M&S is a global clothing, food and home product retailer which is a member of the London Stock Exchange, currently listed on the FTSE 250 Index. M&S has recently suffered a loss in jobs and stores, both stemming from the pandemic, which took a crucifying hit to the consumer retail industry, but also tensions with war, inflationary pressures and recessionary threats. All combined have taken a toll on M&S' stock, which we believe is currently overvalued and will see further declines, hence our recommendation to short sell.
Current price: £124.37
Target price: £105.26
Stop: £134.65
Catalysts
We identify three major catalysts driving our recommendation as follows:
Cost of living crisis
It is impossible to ignore the effects of the energy crisis, which have crippled consumer budgets and increased the cost of living in the UK, Europe and globally. Being a multinational operator therefore, M&S has seen a considerable decline in sales across the board. As more and more savings are needed to fund energy bills, less can be spent on discretionary consumer goods.
We note M&S prides itself on high-quality, luxury foods and beverages, and therefore at a distressing time more consumers switch to discount supermarkets, exacerbating the impact for M&S.
JP Morgan's Georgina Johanan estimates a further 10% fall in consumer discretionary spending this year. Recent escalations with a full shutdown of Nord Stream 1's pipeline supply to Europe supports this estimate, and suggests further squeezes for consumers. As we approach winter months, we will see whether current gas storage levels (fairly high and promising) will be enough to carry through the whole winter, and what this means for 2023 supplies.
It does not seem inflation has peaked either, with the cost of living aside from energy bills also increasing. For July 2022 in the UK, inflation is 10.1% Y/y, with the anticipated August print releasing soon. High inflation is bad for M&S, as consumers reduce spending in times of higher inflation, and so we believe falling revenues will contribute to the fall in the stock.
Cross-currency headwinds
GBP/USD is one of the most traded currency pairs in the world. Recent economic situations have seen the greenback appreciating significantly, and has seen the GBP/USD pair fall. On Wednesday 7 September, the pair fell to $1.1406, the lowest level since 1985, driven by Truss' inauguration as PM. The EUR/USD pair fell below $0.99 for the first time since 2002.
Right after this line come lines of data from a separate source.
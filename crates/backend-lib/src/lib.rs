// ============================
// mdwiki-backend-lib/src/lib.rs
// ============================
//! Core backend-lib functionality for the mdwiki server.

pub mod archive;
pub mod auth;
pub mod config;
pub mod error;
pub mod metrics;
pub mod pages;
pub mod pdf;
pub mod render;
pub mod routes;
pub mod search;
pub mod store;
pub mod users;
pub mod validation;

use crate::archive::ArchiveStore;
use crate::auth::{AuthRateLimiter, CarrierStore, SessionManager, SessionRegistry};
use crate::config::Settings;
use crate::pages::PageStore;
use crate::pdf::{PdfRenderer, WkhtmltopdfRenderer};
use crate::render::{MarkdownRenderer, Renderer};
use crate::search::SearchEngine;
use crate::store::Storage;
use crate::users::UserDirectory;
use std::sync::Arc;
use std::time::Duration;

/// Application state shared across all handlers
pub struct AppState<S> {
    /// Settings manager
    pub settings: Arc<Settings>,
    /// Storage backend
    pub storage: S,
    /// Nonce-of-record registry
    pub registry: Arc<SessionRegistry>,
    /// Session/auth manager
    pub sessions: SessionManager,
    /// Live session carriers, keyed by cookie token
    pub carriers: Arc<CarrierStore>,
    /// Login rate limiter
    pub login_limiter: Arc<AuthRateLimiter>,
    /// Markup renderer
    pub renderer: Arc<dyn Renderer>,
    /// PDF renderer
    pub pdf: Arc<dyn PdfRenderer>,
}

impl<S: Storage> AppState<S> {
    /// Create a new application state
    pub fn new(storage: S, settings: Settings) -> Self {
        let registry = Arc::new(SessionRegistry::new());
        let sessions = SessionManager::new(registry.clone(), settings.session.window_hours);
        let login_limiter = Arc::new(AuthRateLimiter::new(
            settings.login_rate_limit.max_attempts,
            Duration::from_secs(settings.login_rate_limit.lockout_secs),
        ));

        Self {
            settings: Arc::new(settings),
            storage,
            registry,
            sessions,
            carriers: Arc::new(CarrierStore::new()),
            login_limiter,
            renderer: Arc::new(MarkdownRenderer),
            pdf: Arc::new(WkhtmltopdfRenderer::new()),
        }
    }

    /// Page facade over the configured storage
    pub fn pages(&self) -> PageStore {
        PageStore::new(&self.storage, self.settings.wiki.clone())
    }

    /// Account directory over the configured storage
    pub fn users(&self) -> UserDirectory {
        UserDirectory::new(&self.storage)
    }

    /// Archive facade over the configured storage
    pub fn archive(&self) -> ArchiveStore {
        ArchiveStore::new(&self.storage)
    }

    /// Ranking engine configured from settings
    pub fn search_engine(&self) -> SearchEngine {
        SearchEngine::new(&self.settings.search)
    }
}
What this means for M&S however, is that a weak pound and euro relative to the dollar makes imports expensive. Notably M&S will face higher cotton prices, its main import for clothing business, and continuations in the depreciation of the pound will mean further increases in import costs.
Supply-chain issues
As with major retailers, the biggest challenge facing them since the COVID-19 pandemic set is supply-chain disruptions. The fall in shipping activity crucially took a blow to M&S profits, but they have continued through the past two years especially given the emergence of the War on Ukraine in 2022. We believe these disruptions are likely to continue for the remainder of the year and into 2023, due to two main reasons: continuation of the war in Ukraine and China Zero-Covid policy means severe reduction in exports from China.
We have seen the effect that supply-chains and other headwinds have had on M&S this year, but also the effects on the wider indices are evident.
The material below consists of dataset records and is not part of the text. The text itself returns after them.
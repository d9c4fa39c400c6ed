// crates/backend-lib/src/error.rs

//! Central error type + Axum integration.
use axum::{
    http::StatusCode,
    response::{IntoResponse, Response},
};
use thiserror::Error;

/// Application error types with error codes and context
#[derive(Error, Debug)]
pub enum AppError {
    #[error("Authentication error: {0}")]
    Auth(String),

    #[error("Internal error: {0}")]
    Internal(String),

    #[error("Not found: {0}")]
    NotFound(String),

    #[error("Conflict: {0}")]
    Conflict(String),

    #[error("IO error: {0}")]
    Io(#[from] std::io::Error),

    #[error("JSON error: {0}")]
    Json(#[from] serde_json::Error),

    #[error("Page not found")]
    PageNotFound,

    #[error("Archive entry not found")]
    ArchiveNotFound,

    #[error("Authentication rate limit exceeded")]
    AuthRateLimited,

    #[error("Invalid input: {0}")]
    InvalidInput(String),

    #[error("PDF rendering failed: {0}")]
    PdfRender(String),
}

impl AppError {
    /// Get the HTTP status code for this error
    pub fn status_code(&self) -> StatusCode {
        match self {
            AppError::Auth(_) => StatusCode::UNAUTHORIZED,
            AppError::NotFound(_) | AppError::PageNotFound | AppError::ArchiveNotFound => {
                StatusCode::NOT_FOUND
            },
            AppError::Conflict(_) => StatusCode::CONFLICT,
            AppError::AuthRateLimited => StatusCode::TOO_MANY_REQUESTS,
            AppError::InvalidInput(_) => StatusCode::UNPROCESSABLE_ENTITY,
            _ => StatusCode::INTERNAL_SERVER_ERROR,
        }
    }

    /// Get the error code for this error
    pub fn error_code(&self) -> &'static str {
        match self {
            AppError::Auth(_) => "AUTH_001",
            AppError::Internal(_) => "INT_001",
            AppError::NotFound(_) => "NF_001",
            AppError::Conflict(_) => "CONFLICT_001",
            AppError::Io(_) => "IO_001",
            AppError::Json(_) => "JSON_001",
            AppError::PageNotFound => "PAGE_001",
            AppError::ArchiveNotFound => "ARCHIVE_001",
            AppError::AuthRateLimited => "AUTH_003",
            AppError::InvalidInput(_) => "VAL_001",
            AppError::PdfRender(_) => "PDF_001",
        }
    }

    /// Get a sanitized message suitable for production use
    pub fn sanitized_message(&self) -> String {
        match self {
            AppError::Auth(_) => "Authentication failed".to_string(),
            AppError::AuthRateLimited => {
                "Too many authentication attempts, please try again later".to_string()
            },
            AppError::Internal(_) => "An internal server error occurred".to_string(),
            AppError::Json(_) => "Invalid request format".to_string(),
            AppError::Io(_) => "Internal server error".to_string(),
            AppError::NotFound(_) | AppError::PageNotFound | AppError::ArchiveNotFound => {
                "Resource not found".to_string()
            },
            AppError::Conflict(_) => "Resource already exists".to_string(),
            AppError::InvalidInput(_) => "Invalid input provided".to_string(),
            AppError::PdfRender(_) => "Export failed".to_string(),
        }
    }
}

impl IntoResponse for AppError {
    fn into_response(self) -> Response {
        let status = self.status_code();
        let error_code = self.error_code();

        // Use detailed messages in development, sanitized in production
        let message = if cfg!(debug_assertions) {
            self.to_string()
        } else {
            self.sanitized_message()
        };

        let body = serde_json::json!({
            "error": {
                "code": error_code,
                "message": message,
            }
        });

        (status, axum::Json(body)).into_response()
    }
}

impl From<String> for AppError {
    fn from(msg: String) -> Self {
        AppError::Internal(msg)
    }
}

impl From<&str> for AppError {
    fn from(msg: &str) -> Self {
        AppError::Internal(msg.to_string())
    }
}

#[cfg(test)]
mod tests {
    use super::*;
    use axum::http::StatusCode;
    use axum::response::IntoResponse;
    use std::io::{Error as IoError, ErrorKind};

    #[test]
    fn test_app_error_display() {
        let auth_error = AppError::Auth("Invalid session".to_string());
        assert_eq!(
            auth_error.to_string(),
            "Authentication error: Invalid session"
        );

        let io_error = AppError::Io(IoError::new(ErrorKind::NotFound, "File not found"));
        assert!(io_error.to_string().contains("IO error"));

        assert_eq!(AppError::PageNotFound.to_string(), "Page not found");
    }

    #[test]
    fn test_app_error_status_codes() {
        assert_eq!(
            AppError::Auth("Invalid credentials".to_string()).status_code(),
            StatusCode::UNAUTHORIZED
        );
        assert_eq!(
            AppError::Internal("test".to_string()).status_code(),
            StatusCode::INTERNAL_SERVER_ERROR
        );
        assert_eq!(AppError::PageNotFound.status_code(), StatusCode::NOT_FOUND);
        assert_eq!(
            AppError::Conflict("page id".to_string()).status_code(),
            StatusCode::CONFLICT
        );
        assert_eq!(
            AppError::AuthRateLimited.status_code(),
            StatusCode::TOO_MANY_REQUESTS
        );
        assert_eq!(
            AppError::InvalidInput("bad level".to_string()).status_code(),
            StatusCode::UNPROCESSABLE_ENTITY
        );
    }

    #[test]
    fn test_app_error_error_codes() {
        assert_eq!(
            AppError::Auth("Invalid credentials".to_string()).error_code(),
            "AUTH_001"
        );
        assert_eq!(AppError::PageNotFound.error_code(), "PAGE_001");
        assert_eq!(AppError::AuthRateLimited.error_code(), "AUTH_003");

        let json_err: serde_json::Error =
            serde_json::from_str::<serde_json::Value>("invalid json").unwrap_err();
        assert_eq!(AppError::Json(json_err).error_code(), "JSON_001");
    }

    #[test]
    fn test_app_error_into_response() {
        let error = AppError::NotFound("Resource not found".to_string());
        let response = error.into_response();
        assert_eq!(response.status(), StatusCode::NOT_FOUND);
    }

    #[test]
    fn test_error_from_impls() {
        let io_err = IoError::new(ErrorKind::PermissionDenied, "Permission denied");
        let app_err: AppError = io_err.into();
        assert!(matches!(app_err, AppError::Io(_)));

        let json_err: serde_json::Error =
            serde_json::from_str::<serde_json::Value>("invalid json").unwrap_err();
        let app_err: AppError = json_err.into();
        assert!(matches!(app_err, AppError::Json(_)));

        let app_err: AppError = "Str error".into();
        assert!(matches!(app_err, AppError::Internal(_)));
    }
}
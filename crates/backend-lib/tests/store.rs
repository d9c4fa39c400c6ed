// ==========================
// crates/backend-lib/tests/store.rs
// ==========================
use backend_lib::store::{Filter, FlatFileStorage, MemoryStorage, Storage};
use serde_json::json;
use tempfile::TempDir;

#[tokio::test]
async fn test_flat_file_round_trip() {
    let temp_dir = TempDir::new().unwrap();
    let storage = FlatFileStorage::new(temp_dir.path()).unwrap();
    let pages = storage.pages();

    pages
        .insert_one(json!({ "id": "Alpha", "title": "Alpha", "content": "one" }))
        .await
        .unwrap();
    pages
        .insert_one(json!({ "id": "Beta", "title": "Beta", "content": "two" }))
        .await
        .unwrap();

    let found = pages.find_one(&Filter::id("Alpha")).await.unwrap().unwrap();
    assert_eq!(found["content"], "one");
    assert_eq!(pages.count(&Filter::id("Beta")).await.unwrap(), 1);
    assert_eq!(pages.count(&Filter::id("Gamma")).await.unwrap(), 0);
    assert_eq!(pages.find_all().await.unwrap().len(), 2);
}

#[tokio::test]
async fn test_flat_file_persists_across_reopen() {
    let temp_dir = TempDir::new().unwrap();

    {
        let storage = FlatFileStorage::new(temp_dir.path()).unwrap();
        storage
            .users()
            .insert_one(json!({ "id": "alice@example.com", "name": "Alice" }))
            .await
            .unwrap();
    }

    let reopened = FlatFileStorage::new(temp_dir.path()).unwrap();
    let alice = reopened
        .users()
        .find_one(&Filter::id("alice@example.com"))
        .await
        .unwrap()
        .unwrap();
    assert_eq!(alice["name"], "Alice");
}

#[tokio::test]
async fn test_update_one_replaces_and_upserts() {
    let temp_dir = TempDir::new().unwrap();
    let storage = FlatFileStorage::new(temp_dir.path()).unwrap();
    let pages = storage.pages();

    pages
        .insert_one(json!({ "id": "Doc", "content": "v1" }))
        .await
        .unwrap();

    pages
        .update_one(&Filter::id("Doc"), json!({ "id": "Doc", "content": "v2" }), false)
        .await
        .unwrap();
    let doc = pages.find_one(&Filter::id("Doc")).await.unwrap().unwrap();
    assert_eq!(doc["content"], "v2");

    // without upsert, a miss changes nothing
    pages
        .update_one(&Filter::id("Ghost"), json!({ "id": "Ghost" }), false)
        .await
        .unwrap();
    assert_eq!(pages.count(&Filter::id("Ghost")).await.unwrap(), 0);

    // with upsert, a miss inserts
    pages
        .update_one(&Filter::id("Ghost"), json!({ "id": "Ghost" }), true)
        .await
        .unwrap();
    assert_eq!(pages.count(&Filter::id("Ghost")).await.unwrap(), 1);
}

#[tokio::test]
async fn test_delete_one_and_delete_many() {
    let storage = MemoryStorage::new();
    let archive = storage.archive();

    for (aid, pid) in [("a1", "Doc"), ("a2", "Doc"), ("a3", "Other")] {
        archive
            .insert_one(json!({ "id": aid, "page_id": pid }))
            .await
            .unwrap();
    }

    assert_eq!(archive.find_many(&Filter::page_id("Doc")).await.unwrap().len(), 2);

    archive.delete_one(&Filter::id("a1")).await.unwrap();
    assert_eq!(archive.find_many(&Filter::page_id("Doc")).await.unwrap().len(), 1);

    archive
        .delete_many(&[Filter::id("a2"), Filter::id("a3")])
        .await
        .unwrap();
    assert!(archive.find_all().await.unwrap().is_empty());
}

#[tokio::test]
async fn test_find_one_returns_first_match_in_insertion_order() {
    let storage = MemoryStorage::new();
    let archive = storage.archive();

    archive
        .insert_one(json!({ "id": "a1", "page_id": "Doc", "seq": 1 }))
        .await
        .unwrap();
    archive
        .insert_one(json!({ "id": "a2", "page_id": "Doc", "seq": 2 }))
        .await
        .unwrap();

    let first = archive
        .find_one(&Filter::page_id("Doc"))
        .await
        .unwrap()
        .unwrap();
    assert_eq!(first["seq"], 1);
}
In Europe, retail is the worst performing sector, down 38% YTD (2022). In addition, in the UK the FTSE 350 Retailers Index has fallen 33% YTD (same period).
Risks
We can identify a risk we see to this trade as being the new measure by Liz Truss to impose an energy price cap. The proposition is to set a cap at £2,500 for the energy bill of all households, in place from 1 October 2022 for 2 years. This should help consumers save more, due to less energy bill obligations, and hence spend more on discretionary goods such as at M&S. This should increase the stock price.
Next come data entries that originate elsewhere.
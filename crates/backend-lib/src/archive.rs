// ============================
// mdwiki-backend-lib/src/archive.rs
// ============================
//! Append-only page snapshots.
//!
//! An entry is written before every page update overwrites a document.
//! Entries are never mutated; they leave the store only through an explicit
//! purge.
use crate::error::AppError;
use crate::metrics as metric_keys;
use crate::store::{Collection, Filter, Storage};
use chrono::Utc;
use mdwiki_common::{ArchiveEntry, Page};
use metrics::counter;
use std::sync::Arc;
use uuid::Uuid;

pub struct ArchiveStore {
    col: Arc<dyn Collection>,
}

impl ArchiveStore {
    pub fn new<S: Storage>(storage: &S) -> Self {
        Self {
            col: storage.archive(),
        }
    }

    /// Snapshot a page document as it is right now
    pub async fn add(&self, page: &Page) -> Result<String, AppError> {
        let entry = ArchiveEntry {
            id: Uuid::new_v4().to_string(),
            date: Utc::now(),
            data: page.clone(),
            page_id: page.id.clone(),
        };
        let aid = entry.id.clone();
        self.col.insert_one(serde_json::to_value(entry)?).await?;
        counter!(metric_keys::PAGE_ARCHIVED).increment(1);
        Ok(aid)
    }

    pub async fn get(&self, aid: &str) -> Result<Option<ArchiveEntry>, AppError> {
        match self.col.find_one(&Filter::id(aid)).await? {
            Some(value) => Ok(Some(serde_json::from_value(value)?)),
            None => Ok(None),
        }
    }

    /// Every snapshot taken from one page, in archival order
    pub async fn get_by_page(&self, pid: &str) -> Result<Vec<ArchiveEntry>, AppError> {
        self.col
            .find_many(&Filter::page_id(pid))
            .await?
            .into_iter()
            .map(|value| serde_json::from_value(value).map_err(AppError::from))
            .collect()
    }

    /// Explicit purge of one entry
    pub async fn remove(&self, aid: &str) -> Result<(), AppError> {
        self.col.delete_one(&Filter::id(aid)).await
    }

    /// Explicit purge of several entries at once
    pub async fn remove_many(&self, aids: &[String]) -> Result<(), AppError> {
        let filters: Vec<Filter> = aids.iter().map(|aid| Filter::id(aid.as_str())).collect();
        self.col.delete_many(&filters).await
    }
}
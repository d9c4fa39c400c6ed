// crates/backend-bin/src/main.rs
use backend_lib::{config::Settings, routes, store::FlatFileStorage, AppState};
use std::sync::Arc;
use tokio::net::TcpListener;
use tokio::time::{interval, Duration};
use tracing_subscriber::EnvFilter;

#[tokio::main]
async fn main() -> Result<(), Box<dyn std::error::Error>> {
    // Initialize configuration first so it can drive the log filter
    let config = Settings::load().or_else(|_| {
        tracing::warn!("falling back to ./config/default.toml");
        Settings::load_from("./config/default.toml")
    })?;

    tracing_subscriber::fmt()
        .with_env_filter(
            EnvFilter::try_from_default_env()
                .unwrap_or_else(|_| EnvFilter::new(config.log_level.clone())),
        )
        .init();

    // Create storage
    let storage = FlatFileStorage::new(&config.data_dir)?;

    // Create application state
    let bind_addr = config.bind_addr;
    let sweep_interval = config.session.sweep_interval_secs;
    let state = Arc::new(AppState::new(storage, config));

    // Background task: sweep expired session carriers
    let state_clone = state.clone();
    tokio::spawn(async move {
        let mut interval = interval(Duration::from_secs(sweep_interval));
        loop {
            interval.tick().await;
            let removed = state_clone.carriers.sweep();
            if removed > 0 {
                tracing::info!(removed, "swept expired sessions");
            }
        }
    });

    // Background task: drop expired login lockouts
    let login_limiter = state.login_limiter.clone();
    tokio::spawn(async move {
        let mut interval = interval(Duration::from_secs(60 * 60));
        loop {
            interval.tick().await;
            login_limiter.cleanup();
        }
    });

    // Create the router
    let app = routes::create_router(state);

    // Start the server
    let listener = TcpListener::bind(&bind_addr).await?;
    tracing::info!(%bind_addr, "listening");

    axum::serve(listener, app).await?;

    Ok(())
}
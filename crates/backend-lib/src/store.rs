// ============================
// mdwiki-backend-lib/src/store.rs
// ============================
//! Storage abstraction with flat-file and in-memory implementations.
//!
//! Documents are schemaless JSON objects; filtering is exact-match on the
//! indexed fields (`id`, `page_id`). Concurrent updates to the same document
//! race at this layer and the last writer wins.
use crate::error::AppError;
use async_trait::async_trait;
use serde_json::Value;
use std::path::{Path, PathBuf};
use std::sync::Arc;
use std::{fs, io::ErrorKind};
use tokio::fs as tokio_fs;
use tokio::sync::RwLock;

/// Exact-match filter on a single indexed field
#[derive(Debug, Clone, PartialEq, Eq)]
pub struct Filter {
    pub field: &'static str,
    pub value: String,
}

impl Filter {
    /// Filter on the primary key field
    pub fn id(value: impl Into<String>) -> Self {
        Self {
            field: "id",
            value: value.into(),
        }
    }

    /// Filter on the originating-page field of archive entries
    pub fn page_id(value: impl Into<String>) -> Self {
        Self {
            field: "page_id",
            value: value.into(),
        }
    }

    fn matches(&self, doc: &Value) -> bool {
        doc.get(self.field).and_then(Value::as_str) == Some(self.value.as_str())
    }
}

/// Trait for a single document collection
#[async_trait]
pub trait Collection: Send + Sync {
    /// First document matching the filter, in insertion order
    async fn find_one(&self, filter: &Filter) -> Result<Option<Value>, AppError>;

    /// All documents matching the filter, in insertion order
    async fn find_many(&self, filter: &Filter) -> Result<Vec<Value>, AppError>;

    /// Every document in the collection, in insertion order
    async fn find_all(&self) -> Result<Vec<Value>, AppError>;

    /// Append a document
    async fn insert_one(&self, doc: Value) -> Result<(), AppError>;

    /// Replace the first matching document; with `upsert`, append when
    /// nothing matches
    async fn update_one(&self, filter: &Filter, doc: Value, upsert: bool) -> Result<(), AppError>;

    /// Remove the first matching document
    async fn delete_one(&self, filter: &Filter) -> Result<(), AppError>;

    /// Remove every document matching any of the filters
    async fn delete_many(&self, filters: &[Filter]) -> Result<(), AppError>;

    /// Number of documents matching the filter
    async fn count(&self, filter: &Filter) -> Result<usize, AppError>;
}

/// Handles to the three wiki collections
pub trait Storage: Send + Sync + Clone {
    fn pages(&self) -> Arc<dyn Collection>;
    fn users(&self) -> Arc<dyn Collection>;
    fn archive(&self) -> Arc<dyn Collection>;
}

/// Flat-file implementation: one JSON array file per collection
pub struct FlatFileCollection {
    path: PathBuf,
    // Guards the read-modify-write cycle against concurrent mutators;
    // the file on disk is only ever written under the write half.
    docs: RwLock<Vec<Value>>,
}

impl FlatFileCollection {
    /// Open (or create) the collection file under `root`
    pub fn open<P: AsRef<Path>>(root: P, name: &str) -> Result<Self, AppError> {
        let root = root.as_ref().to_path_buf();
        fs::create_dir_all(&root)?;
        let path = root.join(format!("{name}.json"));
        let docs = match fs::read_to_string(&path) {
            Ok(content) => serde_json::from_str(&content)?,
            Err(e) if e.kind() == ErrorKind::NotFound => Vec::new(),
            Err(e) => return Err(e.into()),
        };
        Ok(Self {
            path,
            docs: RwLock::new(docs),
        })
    }

    async fn persist(&self, docs: &[Value]) -> Result<(), AppError> {
        let json = serde_json::to_string_pretty(docs)?;
        tokio_fs::write(&self.path, json).await?;
        Ok(())
    }
}

#[async_trait]
impl Collection for FlatFileCollection {
    async fn find_one(&self, filter: &Filter) -> Result<Option<Value>, AppError> {
        let docs = self.docs.read().await;
        Ok(docs.iter().find(|d| filter.matches(d)).cloned())
    }

    async fn find_many(&self, filter: &Filter) -> Result<Vec<Value>, AppError> {
        let docs = self.docs.read().await;
        Ok(docs.iter().filter(|d| filter.matches(d)).cloned().collect())
    }

    async fn find_all(&self) -> Result<Vec<Value>, AppError> {
        let docs = self.docs.read().await;
        Ok(docs.clone())
    }

    async fn insert_one(&self, doc: Value) -> Result<(), AppError> {
        let mut docs = self.docs.write().await;
        docs.push(doc);
        self.persist(&docs).await
    }

    async fn update_one(&self, filter: &Filter, doc: Value, upsert: bool) -> Result<(), AppError> {
        let mut docs = self.docs.write().await;
        match docs.iter_mut().find(|d| filter.matches(d)) {
            Some(slot) => *slot = doc,
            None if upsert => docs.push(doc),
            None => return Ok(()),
        }
        self.persist(&docs).await
    }

    async fn delete_one(&self, filter: &Filter) -> Result<(), AppError> {
        let mut docs = self.docs.write().await;
        if let Some(pos) = docs.iter().position(|d| filter.matches(d)) {
            docs.remove(pos);
            self.persist(&docs).await?;
        }
        Ok(())
    }

    async fn delete_many(&self, filters: &[Filter]) -> Result<(), AppError> {
        let mut docs = self.docs.write().await;
        let before = docs.len();
        docs.retain(|d| !filters.iter().any(|f| f.matches(d)));
        if docs.len() != before {
            self.persist(&docs).await?;
        }
        Ok(())
    }

    async fn count(&self, filter: &Filter) -> Result<usize, AppError> {
        let docs = self.docs.read().await;
        Ok(docs.iter().filter(|d| filter.matches(d)).count())
    }
}

/// Flat-file implementation of [`Storage`]
#[derive(Clone)]
pub struct FlatFileStorage {
    pages: Arc<FlatFileCollection>,
    users: Arc<FlatFileCollection>,
    archive: Arc<FlatFileCollection>,
}

impl FlatFileStorage {
    pub fn new<P: AsRef<Path>>(root: P) -> Result<Self, AppError> {
        let root = root.as_ref();
        Ok(Self {
            pages: Arc::new(FlatFileCollection::open(root, "pages")?),
            users: Arc::new(FlatFileCollection::open(root, "users")?),
            archive: Arc::new(FlatFileCollection::open(root, "archive")?),
        })
    }
}

impl Storage for FlatFileStorage {
    fn pages(&self) -> Arc<dyn Collection> {
        self.pages.clone()
    }

    fn users(&self) -> Arc<dyn Collection> {
        self.users.clone()
    }

    fn archive(&self) -> Arc<dyn Collection> {
        self.archive.clone()
    }
}

/// In-memory implementation, used by tests and available as a backend
#[derive(Default)]
pub struct MemoryCollection {
    docs: parking_lot::RwLock<Vec<Value>>,
}

impl MemoryCollection {
    pub fn new() -> Self {
        Self::default()
    }
}

#[async_trait]
impl Collection for MemoryCollection {
    async fn find_one(&self, filter: &Filter) -> Result<Option<Value>, AppError> {
        Ok(self.docs.read().iter().find(|d| filter.matches(d)).cloned())
    }

    async fn find_many(&self, filter: &Filter) -> Result<Vec<Value>, AppError> {
        Ok(self
            .docs
            .read()
            .iter()
            .filter(|d| filter.matches(d))
            .cloned()
            .collect())
    }

    async fn find_all(&self) -> Result<Vec<Value>, AppError> {
        Ok(self.docs.read().clone())
    }

    async fn insert_one(&self, doc: Value) -> Result<(), AppError> {
        self.docs.write().push(doc);
        Ok(())
    }

    async fn update_one(&self, filter: &Filter, doc: Value, upsert: bool) -> Result<(), AppError> {
        let mut docs = self.docs.write();
        match docs.iter_mut().find(|d| filter.matches(d)) {
            Some(slot) => *slot = doc,
            None if upsert => docs.push(doc),
            None => {},
        }
        Ok(())
    }

    async fn delete_one(&self, filter: &Filter) -> Result<(), AppError> {
        let mut docs = self.docs.write();
        if let Some(pos) = docs.iter().position(|d| filter.matches(d)) {
            docs.remove(pos);
        }
        Ok(())
    }

    async fn delete_many(&self, filters: &[Filter]) -> Result<(), AppError> {
        self.docs
            .write()
            .retain(|d| !filters.iter().any(|f| f.matches(d)));
        Ok(())
    }

    async fn count(&self, filter: &Filter) -> Result<usize, AppError> {
        Ok(self.docs.read().iter().filter(|d| filter.matches(d)).count())
    }
}

/// In-memory implementation of [`Storage`]
#[derive(Clone, Default)]
pub struct MemoryStorage {
    pages: Arc<MemoryCollection>,
    users: Arc<MemoryCollection>,
    archive: Arc<MemoryCollection>,
}

impl MemoryStorage {
    pub fn new() -> Self {
        Self::default()
    }
}

impl Storage for MemoryStorage {
    fn pages(&self) -> Arc<dyn Collection> {
        self.pages.clone()
    }

    fn users(&self) -> Arc<dyn Collection> {
        self.users.clone()
    }

    fn archive(&self) -> Arc<dyn Collection> {
        self.archive.clone()
    }
}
However, we do not see this as a significant risk as of now. Truss has also said this money will be funded by windfall taxes, and also called for tax cuts, meaning the the Government will likely fall further into debt. The repayment of this debt will burden British citizens for years to come, and following the economic principle of 'Ricardian Equivalence', we may not see a major increase in consumer discretionary spending as expected. We note these measures are more to delay the inevitable recession than preventive of it, and so we remain cautious about the strength of the MKS stock.
We do not believe this sector will start performing well in the near-future, and so maintain our short positioning on a 6-month scale.